Problem to solve: Return every line of the entries that includes the word "producers".

Stored items:

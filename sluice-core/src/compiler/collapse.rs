//! Variable collapse: every incoming edge to a stream variable is
//! joined with every outgoing edge from it, so the runtime only ever
//! sees node-to-node edges.

use super::expand::{End, RawGraph};
use super::{ParseEdge, ParseGraph};
use crate::errors::CompileError;
use sluice_types::ahash::AHashMap;

pub(crate) fn collapse(raw: RawGraph) -> Result<ParseGraph, CompileError> {
    let mut producers: AHashMap<&str, Vec<usize>> = AHashMap::new();
    let mut consumers: AHashMap<&str, Vec<usize>> = AHashMap::new();

    for (i, edge) in raw.edges.iter().enumerate() {
        if let End::Var(name) = &edge.dst {
            producers.entry(name.as_str()).or_default().push(i);
        }
        if let End::Var(name) = &edge.src {
            consumers.entry(name.as_str()).or_default().push(i);
        }
    }

    // Every consumed variable must be produced somewhere.
    for (name, _) in consumers.iter() {
        if !producers.contains_key(name) {
            return Err(CompileError::UndefinedVariable(name.to_string()));
        }
    }

    let mut edges = Vec::new();
    for edge in &raw.edges {
        match (&edge.src, &edge.dst) {
            (End::Proc(src), End::Proc(dst)) => edges.push(ParseEdge {
                src: *src,
                dst: *dst,
                filter: edge.filter.clone(),
                port: edge.port.clone(),
            }),
            (End::Proc(src), End::Var(name)) => {
                // Join with every consumer of this variable. The
                // consumer-side filter and port win over producer-side
                // decorations.
                for ci in consumers.get(name.as_str()).map(Vec::as_slice).unwrap_or(&[]) {
                    let cons = &raw.edges[*ci];
                    let dst = match &cons.dst {
                        End::Proc(d) => *d,
                        End::Var(n) => {
                            return Err(CompileError::UndefinedVariable(n.clone()));
                        }
                    };
                    edges.push(ParseEdge {
                        src: *src,
                        dst,
                        filter: cons.filter.clone().or_else(|| edge.filter.clone()),
                        port: cons.port.clone().or_else(|| edge.port.clone()),
                    });
                }
            }
            // Variable-to-anything edges are handled from the producer
            // side above.
            (End::Var(_), _) => {}
        }
    }

    Ok(ParseGraph {
        procs: raw.procs,
        edges,
        user_tids: Vec::new(),
        work_size: 0,
    })
}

Solution:
    let mut producers: AHashMap<&str, Vec<usize>> = AHashMap::new();
            producers.entry(name.as_str()).or_default().push(i);
        if !producers.contains_key(name) {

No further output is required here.